Julian Treuherz’s substantial book Ford Madox Brown: Pre-Raphaelite Pioneer and his no less extensive exhibition of the same name at Manchester Art Gallery (from 24 September 2011 to 29 January 2012) and the Museum of Fine Arts, Ghent (from 25 February to 3 June 2012) signal a decisive event in nineteenth-century studies: the introduction of Ford Madox Brown as an individual onto the mainstream and international stage.
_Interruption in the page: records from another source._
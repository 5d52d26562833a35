// Copyright 2026 Google LLC
//
// Licensed under the Apache License, Version 2.0 (the "License");
// you may not use this file except in compliance with the License.
// You may obtain a copy of the License at
//
//     https://www.apache.org/licenses/LICENSE-2.0
//
// Unless required by applicable law or agreed to in writing, software
// distributed under the License is distributed on an "AS IS" BASIS,
// WITHOUT WARRANTIES OR CONDITIONS OF ANY KIND, either express or implied.
// See the License for the specific language governing permissions and
// limitations under the License.


//! Verify the HTTP client uses the retry policy, backoff policy, and retry
//! throttler as expected. The policy implementations are tested in the
//! `gapic-gax` unit tests.
//!
//! The tests use an HTTP server that returns a sequence of responses, specific
//! to each test.

#[cfg(test)]
mod tests {
    use gapic_gax_internal::http::ReqwestClient;
    use gapic_gax_internal::options::ClientConfig;
    use gax::backoff_policy::BackoffPolicy;
    use gax::error::rpc::Code;
    use gax::exponential_backoff::ExponentialBackoffBuilder;
    use gax::options::*;
    use gax::retry_policy::{Aip194Strict, RetryCodes, RetryPolicyExt};
    use gax::retry_throttler::CircuitBreaker;
    use http::StatusCode;
    use httptest::{Expectation, Server, matchers::*, responders::*};
    use serde_json::json;
    use std::sync::{Arc, Mutex};
    use std::time::Duration;

    type Result<T> = anyhow::Result<T>;

    #[tokio::test]
    async fn no_retry_immediate_success() -> Result<()> {
        let server = start(vec![success()]);
        let endpoint = format!("http://{}", server.addr());

        let client = ReqwestClient::new(test_config(), &endpoint, &[]).await?;
        let builder = client.builder(reqwest::Method::GET, "/retry".into());
        let response = client
            .execute::<serde_json::Value, serde_json::Value>(builder, Some(json!({})), test_options())
            .await?;
        assert_eq!(response.into_body(), json!({"status": "done"}));
        Ok(())
    }

    #[tokio::test]
    async fn no_retry_immediate_failure() -> Result<()> {
        let server = start(vec![permanent()]);
        let endpoint = format!("http://{}", server.addr());

        let client = ReqwestClient::new(test_config(), &endpoint, &[]).await?;
        let builder = client.builder(reqwest::Method::GET, "/retry".into());
        let err = client
            .execute::<serde_json::Value, serde_json::Value>(builder, Some(json!({})), test_options())
            .await
            .unwrap_err();
        assert_eq!(err.http_status_code(), Some(StatusCode::BAD_REQUEST.as_u16()));
        assert_eq!(err.status().map(|s| s.code), Some(Code::InvalidArgument));
        Ok(())
    }

    #[tokio::test]
    async fn retry_success() -> Result<()> {
        let server = start(vec![transient(), transient(), success()]);
        let endpoint = format!("http://{}", server.addr());

        let client = ReqwestClient::new(test_config(), &endpoint, &[]).await?;
        let builder = client.builder(reqwest::Method::GET, "/retry".into());
        let response = client
            .execute::<serde_json::Value, serde_json::Value>(builder, Some(json!({})), test_options())
            .await?;
        assert_eq!(response.into_body(), json!({"status": "done"}));
        Ok(())
    }

    #[tokio::test]
    async fn retry_codes_policy() -> Result<()> {
        // `RetryCodes` is the policy created from the client configuration.
        let server = start(vec![transient(), success()]);
        let endpoint = format!("http://{}", server.addr());

        let client = ReqwestClient::new(test_config(), &endpoint, &[]).await?;
        let builder = client.builder(reqwest::Method::GET, "/retry".into());
        let mut options = test_options();
        options.set_retry_policy(RetryCodes::new([Code::Unavailable]).with_attempt_limit(3));
        let response = client
            .execute::<serde_json::Value, serde_json::Value>(builder, Some(json!({})), options)
            .await?;
        assert_eq!(response.into_body(), json!({"status": "done"}));
        Ok(())
    }

    #[tokio::test]
    async fn retry_exhausted() -> Result<()> {
        let server = start(vec![transient(), transient(), transient()]);
        let endpoint = format!("http://{}", server.addr());

        let client = ReqwestClient::new(test_config(), &endpoint, &[]).await?;
        let builder = client.builder(reqwest::Method::GET, "/retry".into());
        let mut options = test_options();
        options.set_retry_policy(Aip194Strict.with_attempt_limit(3));
        let err = client
            .execute::<serde_json::Value, serde_json::Value>(builder, Some(json!({})), options)
            .await
            .unwrap_err();
        assert!(err.is_exhausted(), "{err:?}");
        Ok(())
    }

    #[tokio::test]
    async fn non_idempotent_requests_are_not_retried() -> Result<()> {
        let server = start(vec![transient()]);
        let endpoint = format!("http://{}", server.addr());

        let client = ReqwestClient::new(test_config(), &endpoint, &[]).await?;
        let builder = client.builder(reqwest::Method::POST, "/retry".into());
        let mut options = test_options();
        options.set_idempotency(false);
        let err = client
            .execute::<serde_json::Value, serde_json::Value>(builder, Some(json!({})), options)
            .await
            .unwrap_err();
        assert_eq!(err.status().map(|s| s.code), Some(Code::Unavailable));
        Ok(())
    }

    #[tokio::test]
    async fn client_policies() -> Result<()> {
        let server = start(vec![transient(), success()]);
        let endpoint = format!("http://{}", server.addr());

        let mut config = test_config();
        config.retry_policy = Some(Arc::new(Aip194Strict.with_attempt_limit(2)));
        config.backoff_policy = Some(Arc::new(test_backoff()));
        config.retry_throttler = Arc::new(Mutex::new(CircuitBreaker::default()));
        let client = ReqwestClient::new(config, &endpoint, &[]).await?;
        let builder = client.builder(reqwest::Method::GET, "/retry".into());
        let mut options = RequestOptions::default();
        options.set_idempotency(true);
        let response = client
            .execute::<serde_json::Value, serde_json::Value>(builder, Some(json!({})), options)
            .await?;
        assert_eq!(response.into_body(), json!({"status": "done"}));
        Ok(())
    }

    #[tokio::test]
    async fn retry_attempts_are_logged() -> Result<()> {
        let buffer = Arc::new(Mutex::new(Vec::new()));
        let writer = {
            let buffer = buffer.clone();
            move || LogWriter(buffer.clone())
        };
        let subscriber = tracing_subscriber::fmt()
            .with_max_level(tracing::Level::DEBUG)
            .with_writer(writer)
            .finish();
        let _guard = tracing::subscriber::set_default(subscriber);

        let server = start(vec![transient(), success()]);
        let endpoint = format!("http://{}", server.addr());
        let client = ReqwestClient::new(test_config(), &endpoint, &[]).await?;
        let builder = client.builder(reqwest::Method::GET, "/retry".into());
        client
            .execute::<serde_json::Value, serde_json::Value>(builder, Some(json!({})), test_options())
            .await?;

        let logs = String::from_utf8(buffer.lock().expect("log buffer is not poisoned").clone())?;
        assert!(logs.contains("retrying after error"), "{logs}");
        assert!(logs.contains("try-again"), "{logs}");
        assert!(logs.contains("request failed"), "{logs}");
        Ok(())
    }

    struct LogWriter(Arc<Mutex<Vec<u8>>>);

    impl std::io::Write for LogWriter {
        fn write(&mut self, buf: &[u8]) -> std::io::Result<usize> {
            self.0
                .lock()
                .expect("log buffer is not poisoned")
                .extend_from_slice(buf);
            Ok(buf.len())
        }
        fn flush(&mut self) -> std::io::Result<()> {
            Ok(())
        }
    }

    fn success() -> (StatusCode, String) {
        (StatusCode::OK, json!({"status": "done"}).to_string())
    }

    fn transient() -> (StatusCode, String) {
        let status = json!({"error": {
            "code": StatusCode::SERVICE_UNAVAILABLE.as_u16(),
            "status": "UNAVAILABLE",
            "message": "try-again",
        }});
        (StatusCode::SERVICE_UNAVAILABLE, status.to_string())
    }

    fn permanent() -> (StatusCode, String) {
        let status = json!({"error": {
            "code": StatusCode::BAD_REQUEST.as_u16(),
            "status": "INVALID_ARGUMENT",
            "message": "uh-oh",
        }});
        (StatusCode::BAD_REQUEST, status.to_string())
    }

    fn test_config() -> ClientConfig {
        use auth::credentials::anonymous::Builder as Anonymous;
        let mut config = ClientConfig::default();
        config.cred = Some(Anonymous::new().build());
        config
    }

    fn test_options() -> RequestOptions {
        let mut options = RequestOptions::default();
        options.set_retry_policy(Aip194Strict.with_attempt_limit(5));
        options.set_backoff_policy(test_backoff());
        options.set_idempotency(true);
        options
    }

    fn test_backoff() -> impl BackoffPolicy {
        ExponentialBackoffBuilder::new()
            .with_initial_delay(Duration::from_millis(1))
            .with_maximum_delay(Duration::from_millis(1))
            .clamp()
    }

    fn start(responses: Vec<(StatusCode, String)>) -> Server {
        let server = Server::run();
        server.expect(
            Expectation::matching(request::path("/retry"))
                .times(responses.len())
                .respond_with(cycle(
                    responses
                        .into_iter()
                        .map(|(status, body)| to_responder(status, body))
                        .collect(),
                )),
        );
        server
    }

    fn to_responder(status: StatusCode, body: String) -> Box<dyn Responder> {
        Box::new(
            status_code(status.as_u16())
                .insert_header("Content-Type", "application/json")
                .body(body),
        )
    }
}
This book and exhibition coincide with the appearance of half a century [End Page 697] of research into the artist by Mary Bennett in her magisterial two-volume Ford Madox Brown: A Catalogue Raisonné brought out by Yale and the Paul Mellon Centre for Studies in British Art in 2010. This sea-change was signalled by Birmingham Museum and Art Gallery’s smaller show and critical catalogue Ford Madox Brown: The Unofficial Pre-Raphaelite (2008), the first since Bennett’s retrospective in 1964, and a flurry of other publications, notably Angela Thirlwell’s Into the Frame: The Four Loves of Ford Madox Brown (2010) and Tim Barringer’s chapter in The Cambridge Companion to the Pre-Raphaelites (2012).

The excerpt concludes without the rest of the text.